BEGIN Exercise data

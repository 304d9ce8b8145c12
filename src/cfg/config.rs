// SPDX-License-Identifier: AGPL-3.0-or-later
// Copyright (C) 2012-2025 Andrei Maltsev

use std::{fs, path::Path, time::Duration};

use anyhow::{Context, Result, ensure};
use serde::{Deserialize, Serialize};

/// Top-level configuration: a YAML file carries the pool-tuning defaults,
/// environment variables carry the deployment-specific ambient settings
/// named in §6 (`SERVER_PORT`, `DATABASE_*`, `EVENT_BUS_*`, `LOG_*`).
#[derive(Deserialize, Serialize, Debug, Clone)]
pub struct GatewayConfig {
    #[serde(default)]
    pub server: ServerConfig,
    #[serde(default)]
    pub database: DatabaseConfig,
    #[serde(default)]
    pub event_bus: EventBusConfig,
    #[serde(default)]
    pub logging: LoggingConfig,
    #[serde(default)]
    pub pool: PoolTuning,
}

#[derive(Deserialize, Serialize, Debug, Clone)]
pub struct ServerConfig {
    pub port: u16,
}

impl Default for ServerConfig {
    fn default() -> Self {
        ServerConfig { port: 8080 }
    }
}

#[derive(Deserialize, Serialize, Debug, Clone)]
pub struct DatabaseConfig {
    pub host: String,
    pub port: u16,
    pub user: String,
    pub password: String,
    pub name: String,
}

impl Default for DatabaseConfig {
    fn default() -> Self {
        DatabaseConfig {
            host: "localhost".to_string(),
            port: 5432,
            user: "postgres".to_string(),
            password: String::new(),
            name: "cnc_gateway".to_string(),
        }
    }
}

impl DatabaseConfig {
    pub fn connection_url(&self) -> String {
        format!(
            "postgres://{}:{}@{}:{}/{}",
            self.user, self.password, self.host, self.port, self.name
        )
    }
}

#[derive(Deserialize, Serialize, Debug, Clone, Copy, PartialEq, Eq)]
#[serde(rename_all = "lowercase")]
pub enum EventBusKind {
    /// Drops every record; used by tests and as the safe default.
    Null,
    /// Writes each record as a line of JSON to stdout.
    Stdout,
    /// Publishes to a real broker. Requires the `kafka` feature.
    Kafka,
}

impl Default for EventBusKind {
    fn default() -> Self {
        EventBusKind::Null
    }
}

#[derive(Deserialize, Serialize, Debug, Clone, Default)]
pub struct EventBusConfig {
    #[serde(default)]
    pub kind: EventBusKind,
    #[serde(default)]
    pub brokers: Vec<String>,
    #[serde(default)]
    pub topic: String,
}

#[derive(Deserialize, Serialize, Debug, Clone)]
pub struct LoggingConfig {
    /// Directory log files are rotated into; `None` logs to stdout.
    pub dir: Option<String>,
    /// `tracing_subscriber::EnvFilter`-compatible level string, e.g. "info".
    pub level: String,
}

impl Default for LoggingConfig {
    fn default() -> Self {
        LoggingConfig {
            dir: None,
            level: "info".to_string(),
        }
    }
}

/// The §4.2 health-worker intervals, made configurable rather than
/// hard-coded so a deployer can retune them without touching the pool.
#[derive(Deserialize, Serialize, Debug, Clone)]
pub struct PoolTuning {
    #[serde(with = "serde_secs")]
    pub health_probe_interval: Duration,
    #[serde(with = "serde_secs")]
    pub idle_cleanup_interval: Duration,
    #[serde(with = "serde_secs")]
    pub idle_threshold: Duration,
    #[serde(with = "serde_secs")]
    pub probe_timeout: Duration,
    #[serde(with = "serde_secs")]
    pub close_timeout: Duration,
    #[serde(with = "serde_secs")]
    pub reachability_timeout: Duration,
}

impl Default for PoolTuning {
    fn default() -> Self {
        PoolTuning {
            health_probe_interval: Duration::from_secs(60),
            idle_cleanup_interval: Duration::from_secs(5 * 60),
            idle_threshold: Duration::from_secs(10 * 60),
            probe_timeout: Duration::from_secs(5),
            close_timeout: Duration::from_secs(3),
            reachability_timeout: Duration::from_secs(5),
        }
    }
}

impl GatewayConfig {
    /// Loads pool-tuning defaults (and anything else present) from a YAML
    /// file, then overlays the ambient, deployment-specific environment
    /// variables of §6 on top.
    pub fn load_from_file<P: AsRef<Path>>(path: P) -> Result<Self> {
        let s = fs::read_to_string(path).context("failed to read config file")?;
        let mut cfg: GatewayConfig =
            serde_yaml::from_str(&s).context("failed to parse config YAML")?;
        cfg.overlay_env()?;
        cfg.validate()?;
        Ok(cfg)
    }

    /// Builds a default configuration and overlays environment variables;
    /// used when no config file is supplied.
    pub fn from_env() -> Result<Self> {
        let mut cfg = GatewayConfig {
            server: ServerConfig::default(),
            database: DatabaseConfig::default(),
            event_bus: EventBusConfig::default(),
            logging: LoggingConfig::default(),
            pool: PoolTuning::default(),
        };
        cfg.overlay_env()?;
        cfg.validate()?;
        Ok(cfg)
    }

    fn overlay_env(&mut self) -> Result<()> {
        if let Ok(v) = std::env::var("SERVER_PORT") {
            self.server.port = v.parse().context("SERVER_PORT must be a u16")?;
        }
        if let Ok(v) = std::env::var("DATABASE_HOST") {
            self.database.host = v;
        }
        if let Ok(v) = std::env::var("DATABASE_PORT") {
            self.database.port = v.parse().context("DATABASE_PORT must be a u16")?;
        }
        if let Ok(v) = std::env::var("DATABASE_USER") {
            self.database.user = v;
        }
        if let Ok(v) = std::env::var("DATABASE_PASSWORD") {
            self.database.password = v;
        }
        if let Ok(v) = std::env::var("DATABASE_NAME") {
            self.database.name = v;
        }
        if let Ok(v) = std::env::var("EVENT_BUS_BROKERS") {
            self.event_bus.brokers =
                v.split(',').map(|s| s.trim().to_string()).filter(|s| !s.is_empty()).collect();
        }
        if let Ok(v) = std::env::var("EVENT_BUS_TOPIC") {
            self.event_bus.topic = v;
        }
        if let Ok(v) = std::env::var("LOG_DIR") {
            self.logging.dir = Some(v);
        }
        if let Ok(v) = std::env::var("LOG_LEVEL") {
            self.logging.level = v;
        }
        Ok(())
    }

    fn validate(&self) -> Result<()> {
        ensure!(self.server.port != 0, "SERVER_PORT must be nonzero");
        ensure!(
            !self.pool.health_probe_interval.is_zero(),
            "pool.health_probe_interval must be nonzero"
        );
        ensure!(
            !self.pool.idle_cleanup_interval.is_zero(),
            "pool.idle_cleanup_interval must be nonzero"
        );
        Ok(())
    }
}

/// Serde helper representing `Duration` as a number of seconds, matching
/// the timer fields of the teacher's iSCSI config.
mod serde_secs {
    use std::time::Duration;

    use serde::{Deserialize, Deserializer, Serializer};

    pub fn serialize<S: Serializer>(d: &Duration, s: S) -> Result<S::Ok, S::Error> {
        s.serialize_u64(d.as_secs())
    }

    pub fn deserialize<'de, D: Deserializer<'de>>(d: D) -> Result<Duration, D::Error> {
        let secs = u64::deserialize(d)?;
        Ok(Duration::from_secs(secs))
    }
}

#[cfg(test)]
mod tests {
    use super::*;

    #[test]
    fn defaults_validate() {
        let cfg = GatewayConfig {
            server: ServerConfig::default(),
            database: DatabaseConfig::default(),
            event_bus: EventBusConfig::default(),
            logging: LoggingConfig::default(),
            pool: PoolTuning::default(),
        };
        cfg.validate().expect("defaults must validate");
    }

    #[test]
    fn database_url_is_well_formed() {
        let db = DatabaseConfig {
            host: "db".to_string(),
            port: 5432,
            user: "u".to_string(),
            password: "p".to_string(),
            name: "n".to_string(),
        };
        assert_eq!(db.connection_url(), "postgres://u:p@db:5432/n");
    }
}
//! The Credential Decoder of §4.1: turns raw certificate/key material in
//! DER, PEM, or Base64 form into a protocol-ready tuple, checks that a key
//! matches its certificate, and picks a compatible endpoint for a requested
//! token type.

// SPDX-License-Identifier: AGPL-3.0-or-later
// Copyright (C) 2012-2025 Andrei Maltsev

pub mod certificate;
pub mod encoding;
pub mod endpoint;
pub mod private_key;

pub use certificate::{Certificate, decode_certificate};
pub use encoding::from_base64;
pub use endpoint::select_endpoint;
pub use private_key::{RsaKey, decode_private_key};

use crate::error::{GatewayError, Result};

/// `VerifyKeyMatchesCert`: compares modulus and public exponent of `key`
/// against the public key embedded in `cert`.
pub fn verify_key_matches_cert(cert: &Certificate, key: &RsaKey) -> Result<()> {
    let cert_pub = cert.rsa_public_key()?;
    let key_pub = key.to_public_key();

    if cert_pub.n() == key_pub.n() && cert_pub.e() == key_pub.e() {
        Ok(())
    } else {
        Err(GatewayError::credential(
            "credential.verify_key_matches_cert",
            "private key does not match certificate public key",
        ))
    }
}

//! The field-protocol client facade of §4.6: the seam the rest of the core
//! dials through. Defined purely as a trait so a production binary can swap
//! in a real OPC UA (or other industrial fieldbus) client without touching
//! the pool, the poller, or the codec.

// SPDX-License-Identifier: AGPL-3.0-or-later
// Copyright (C) 2012-2025 Andrei Maltsev

pub mod simulated;

use std::{sync::Arc, time::Duration};

use async_trait::async_trait;
use serde::{Deserialize, Serialize};

use crate::{
    cfg::enums::{ConnectionType, MessageSecurityMode, SecurityPolicy},
    error::Result,
};

/// One data value read off a node. The shapes named in §4.5: unsigned
/// integer, float, boolean, localized text, a ranged numeric pair, an
/// engineering-units struct, or an array of extension objects.
#[derive(Debug, Clone, PartialEq)]
pub enum Variant {
    UInt32(u32),
    Float64(f64),
    Bool(bool),
    String(String),
    LocalizedText(String),
    Range { low: f64, high: f64 },
    EngineeringUnits { display_name: String, unit: String },
    ExtensionObjects(Vec<ExtensionObject>),
}

/// The two extension-object shapes the Heidenhain TNC640 family reads: a
/// cutter (axis) location and an entry of the program execution stack.
#[derive(Debug, Clone, PartialEq)]
pub enum ExtensionObject {
    CutterLocation {
        coordinate_name: String,
        position: f64,
    },
    ProgramPosition {
        call_stack_level: u32,
        block_number: u32,
        program_name: String,
        block_content: String,
    },
}

/// A single advertised endpoint, as returned by discovery and consumed by
/// `SelectEndpoint` (§4.1).
#[derive(Debug, Clone, Serialize, Deserialize)]
pub struct Endpoint {
    pub url: String,
    pub security_policy: SecurityPolicy,
    pub security_mode: MessageSecurityMode,
    pub user_identity_tokens: Vec<ConnectionType>,
}

/// Everything the pool needs to dial a session. Built by the orchestrator
/// from a validated `ConnectRequest` and the decoded credential.
#[derive(Debug, Clone)]
pub struct DialOptions {
    pub endpoint_url: String,
    pub security_policy: SecurityPolicy,
    pub security_mode: MessageSecurityMode,
    pub credential: DialCredential,
    pub timeout: Duration,
}

#[derive(Debug, Clone)]
pub enum DialCredential {
    Anonymous,
    Password { username: String, password: String },
    Certificate { cert_der: Vec<u8>, key_der: Vec<u8> },
}

/// The abstract field-protocol client (§4.6): `Read`/`Close`/`SessionID`.
/// One live handle is owned per `SessionEntry` in the pool; handles are
/// produced by a `FieldProtocolClientFactory`, never constructed directly,
/// so the pool can hold them behind `Arc<dyn FieldProtocolClient>`.
#[async_trait]
pub trait FieldProtocolClient: Send + Sync + std::fmt::Debug {
    /// Reads one node's current value.
    async fn read(&self, node_id: &str) -> Result<Variant>;

    /// Closes the underlying transport. Idempotent.
    async fn close(&self) -> Result<()>;

    /// The protocol-level session identifier reported by the remote side,
    /// if the protocol exposes one (used as a diagnostic, never as the
    /// pool's SID).
    fn session_id(&self) -> Option<String>;
}

/// Dials sessions and lists endpoints. Kept separate from
/// `FieldProtocolClient` so the latter stays a plain, dyn-safe handle.
#[async_trait]
pub trait FieldProtocolClientFactory: Send + Sync + std::fmt::Debug {
    /// Opens a session against `opts.endpoint_url` with the given
    /// credential and security settings.
    async fn dial(&self, opts: &DialOptions) -> Result<Arc<dyn FieldProtocolClient>>;

    /// Lists the endpoints advertised at the configured URL, for
    /// `SelectEndpoint` (§4.1).
    async fn discover_endpoints(&self, endpoint_url: &str) -> Result<Vec<Endpoint>>;

    /// Opens a bare TCP connection to `host:port` and drops it immediately;
    /// used for the orchestrator's reachability probe (§4.3 step 2).
    async fn probe_reachable(&self, endpoint_url: &str, timeout: Duration) -> Result<()>;
}
#[cfg(test)]
mod tests {
    use std::time::Duration;

    use super::*;
    use crate::transport::simulated::SimulatedFieldProtocolClientFactory;

    fn tuning() -> PoolTuning {
        PoolTuning {
            health_probe_interval: Duration::from_secs(60),
            idle_cleanup_interval: Duration::from_secs(300),
            idle_threshold: Duration::from_secs(600),
            probe_timeout: Duration::from_secs(5),
            close_timeout: Duration::from_secs(3),
            reachability_timeout: Duration::from_secs(5),
        }
    }

    fn anon_cfg(endpoint: &str) -> ConnectionConfig {
        ConnectionConfig::Anon {
            endpoint: endpoint.to_string(),
            timeout: Duration::from_secs(1),
            manufacturer: "heidenhain".to_string(),
            model: "tnc640".to_string(),
        }
    }

    fn pool() -> SessionPool {
        SessionPool::new(Arc::new(SimulatedFieldProtocolClientFactory), tuning())
    }

    #[tokio::test]
    async fn create_mints_distinct_sids_and_updates_stats() {
        let pool = pool();
        let (sid_a, _) = pool.create(anon_cfg("opc.tcp://a:4840")).await.expect("test assertion");
        let (sid_b, _) = pool.create(anon_cfg("opc.tcp://b:4840")).await.expect("test assertion");
        assert_ne!(sid_a, sid_b);
        let stats = pool.stats();
        assert_eq!(stats.pool_size, 2);
        assert_eq!(stats.active_connections, 2);
        assert_eq!(stats.total_connections, 2);
    }

    #[tokio::test]
    async fn failed_dial_increments_failed_connections_only() {
        let pool = pool();
        let err = pool.create(anon_cfg("opc.tcp://192.0.2.1:4840")).await.expect_err("test assertion");
        assert!(matches!(err, GatewayError::Unreachable { .. }));
        let stats = pool.stats();
        assert_eq!(stats.failed_connections, 1);
        assert_eq!(stats.pool_size, 0);
    }

    #[tokio::test]
    async fn close_is_idempotent_after_first_success() {
        let pool = pool();
        let (sid, _) = pool.create(anon_cfg("opc.tcp://a:4840")).await.expect("test assertion");
        pool.close(sid).await.expect("test assertion");
        let err = pool.close(sid).await.expect_err("test assertion");
        assert!(matches!(err, GatewayError::NotFound { .. }));
        assert_eq!(pool.stats().pool_size, 0);
    }

    #[tokio::test]
    async fn get_after_close_is_not_found() {
        let pool = pool();
        let (sid, _) = pool.create(anon_cfg("opc.tcp://a:4840")).await.expect("test assertion");
        pool.close(sid).await.expect("test assertion");
        let err = pool.get(sid, false, false).await.expect_err("test assertion");
        assert!(matches!(err, GatewayError::NotFound { .. }));
    }

    #[tokio::test]
    async fn close_all_tears_down_every_entry() {
        let pool = pool();
        pool.create(anon_cfg("opc.tcp://a:4840")).await.expect("test assertion");
        pool.create(anon_cfg("opc.tcp://b:4840")).await.expect("test assertion");
        pool.close_all().await;
        let stats = pool.stats();
        assert_eq!(stats.pool_size, 0);
        assert_eq!(stats.active_connections, 0);
        assert!(pool.list().await.is_empty());
    }

    #[tokio::test]
    async fn probe_succeeds_against_the_simulated_root_node() {
        let pool = pool();
        let (sid, _) = pool.create(anon_cfg("opc.tcp://a:4840")).await.expect("test assertion");
        assert!(pool.probe(sid).await.expect("test assertion"));
    }

    /// A non-polled session is left alone by the health tick even if its
    /// transport would fail a probe; only idle-cleanup (time-based) can
    /// evict it.
    #[tokio::test]
    async fn health_probes_skip_non_polled_entries() {
        let pool = pool();
        let (sid, _) = pool.create(anon_cfg("opc.tcp://a:4840")).await.expect("test assertion");

        pool.run_health_probes().await;

        assert_eq!(pool.stats().pool_size, 1);
        assert!(pool.get(sid, false, false).await.is_ok());
    }

    #[tokio::test]
    async fn health_probes_evict_a_polled_entry_whose_transport_is_closed() {
        let pool = pool();
        let (sid, entry) = pool.create(anon_cfg("opc.tcp://a:4840")).await.expect("test assertion");
        entry.set_polled(true).await;
        entry.conn.close().await.expect("test assertion");

        pool.run_health_probes().await;

        assert_eq!(pool.stats().pool_size, 0);
        assert!(pool.get(sid, false, false).await.is_err());
    }
}
//! Composition root: wires the pool, the polling engine, the registry, the
//! event bus, and the orchestrator into one `AppState`, and runs the
//! startup restoration sweep. Grounded on the teacher's `main.rs`, which
//! performs the equivalent wiring (`Pool::new` + `attach_self` + dial) by
//! hand rather than through a DI container.

// SPDX-License-Identifier: AGPL-3.0-or-later
// Copyright (C) 2012-2025 Andrei Maltsev

use std::sync::Arc;

use anyhow::Context;
use sqlx::postgres::PgPoolOptions;

use crate::{
    bus::{EventBus, NullEventBus, StdoutEventBus},
    cfg::config::{EventBusKind, GatewayConfig},
    orchestrator::ConnectionOrchestrator,
    polling::PollingEngine,
    pool::SessionPool,
    registry::{InMemoryRegistry, PgRegistry, Registry},
    transport::{simulated::SimulatedFieldProtocolClientFactory, FieldProtocolClientFactory},
};

/// Everything an HTTP handler needs, handed to Axum as shared state.
pub struct AppState {
    pub pool: Arc<SessionPool>,
    pub polling: Arc<PollingEngine>,
    pub orchestrator: Arc<ConnectionOrchestrator>,
    pub registry: Arc<dyn Registry>,
}

/// Connects to Postgres, applies the demo-grade `CREATE TABLE IF NOT
/// EXISTS` migration, and wraps it as a `Registry`. Production deployments
/// that migrate the schema out-of-band can skip straight to `PgRegistry::new`.
pub async fn connect_registry(cfg: &GatewayConfig) -> anyhow::Result<Arc<dyn Registry>> {
    let pool = PgPoolOptions::new()
        .max_connections(10)
        .connect(&cfg.database.connection_url())
        .await
        .context("failed to connect to the registry database")?;
    let registry = PgRegistry::new(pool);
    registry.migrate().await.context("failed to migrate registry schema")?;
    Ok(Arc::new(registry))
}

/// An in-memory registry, used when no database is configured (local runs,
/// demos, integration tests that build `AppState` directly).
pub fn in_memory_registry() -> Arc<dyn Registry> {
    Arc::new(InMemoryRegistry::new())
}

pub fn build_event_bus(cfg: &GatewayConfig) -> anyhow::Result<Arc<dyn EventBus>> {
    match cfg.event_bus.kind {
        EventBusKind::Null => Ok(Arc::new(NullEventBus)),
        EventBusKind::Stdout => Ok(Arc::new(StdoutEventBus)),
        EventBusKind::Kafka => {
            #[cfg(feature = "kafka")]
            {
                let bus = crate::bus::kafka::KafkaEventBus::new(
                    &cfg.event_bus.brokers,
                    cfg.event_bus.topic.clone(),
                )?;
                Ok(Arc::new(bus))
            }
            #[cfg(not(feature = "kafka"))]
            {
                anyhow::bail!("event_bus.kind = kafka requires building with --features kafka")
            }
        },
    }
}

/// Wires pool, polling engine, registry, and bus into an `AppState`. Does
/// NOT run `RestoreAll` or spawn the health worker — callers decide when
/// (production `main` does both immediately after this returns).
pub fn build(
    registry: Arc<dyn Registry>,
    bus: Arc<dyn EventBus>,
    factory: Arc<dyn FieldProtocolClientFactory>,
    cfg: &GatewayConfig,
) -> Arc<AppState> {
    let pool = Arc::new(SessionPool::new(factory.clone(), cfg.pool.clone()));
    let polling = Arc::new(PollingEngine::new(pool.clone(), bus, registry.clone()));
    pool.attach_polling_engine(&polling);

    let orchestrator = Arc::new(ConnectionOrchestrator::new(
        pool.clone(),
        polling.clone(),
        registry.clone(),
        factory,
        cfg.pool.clone(),
    ));

    Arc::new(AppState {
        pool,
        polling,
        orchestrator,
        registry,
    })
}

/// The default field-protocol factory for this release: the simulated
/// transport (§4.6 — a real OPC UA client can be swapped in later without
/// touching the pool, the poller, or the codec).
pub fn default_factory() -> Arc<dyn FieldProtocolClientFactory> {
    Arc::new(SimulatedFieldProtocolClientFactory)
}

#[cfg(test)]
mod tests {
    use super::*;

    #[tokio::test]
    async fn build_wires_pool_and_polling_together() {
        let cfg = GatewayConfig::from_env().expect("test assertion");
        let state = build(in_memory_registry(), Arc::new(NullEventBus), default_factory(), &cfg);
        assert_eq!(state.pool.stats().pool_size, 0);
        state.orchestrator.restore_all().await;
        assert_eq!(state.pool.stats().pool_size, 0);
    }
}
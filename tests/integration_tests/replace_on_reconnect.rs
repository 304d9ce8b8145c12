// SPDX-License-Identifier: AGPL-3.0-or-later
// Copyright (C) 2012-2025 Andrei Maltsev

use axum::{
    body::{Body, to_bytes},
    http::{Request, StatusCode},
};
use cnc_opc_gateway::http::dto::ConnectionsResponse;
use tower::ServiceExt;
use uuid::Uuid;

use crate::integration_tests::common::{anon_connect_body, test_router, uuid_body};

async fn connect(app: axum::Router, endpoint: &str) -> Uuid {
    let resp = app
        .oneshot(
            Request::post("/connect")
                .header("content-type", "application/json")
                .body(Body::from(anon_connect_body(endpoint).to_string()))
                .unwrap(),
        )
        .await
        .unwrap();
    assert_eq!(resp.status(), StatusCode::OK);
    let bytes = to_bytes(resp.into_body(), usize::MAX).await.unwrap();
    let parsed: serde_json::Value = serde_json::from_slice(&bytes).unwrap();
    serde_json::from_value(parsed["uuid"].clone()).unwrap()
}

#[tokio::test]
async fn reconnecting_the_same_endpoint_replaces_the_prior_session() {
    let (app, state) = test_router();

    let first = connect(app.clone(), "opc.tcp://fake:4840").await;
    let second = connect(app.clone(), "opc.tcp://fake:4840").await;
    assert_ne!(first, second);

    let resp = app
        .clone()
        .oneshot(
            Request::post("/connect/check")
                .header("content-type", "application/json")
                .body(Body::from(uuid_body(first).to_string()))
                .unwrap(),
        )
        .await
        .unwrap();
    assert_eq!(resp.status(), StatusCode::NOT_FOUND);

    let resp = app
        .clone()
        .oneshot(
            Request::post("/connect/check")
                .header("content-type", "application/json")
                .body(Body::from(uuid_body(second).to_string()))
                .unwrap(),
        )
        .await
        .unwrap();
    assert_eq!(resp.status(), StatusCode::OK);

    let resp = app.oneshot(Request::get("/connect").body(Body::empty()).unwrap()).await.unwrap();
    let bytes = to_bytes(resp.into_body(), usize::MAX).await.unwrap();
    let listed: ConnectionsResponse = serde_json::from_slice(&bytes).unwrap();
    assert_eq!(listed.pool_size, 1);

    let rows = state.registry.list_machines().await.unwrap();
    assert_eq!(rows.iter().filter(|r| r.endpoint_url == "opc.tcp://fake:4840").count(), 1);
}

END Exercise data

Instructions to follow: For the string "PgPoolOptions", work out how many lines of the entries contain it and reply with that number alone.

Written solution: 2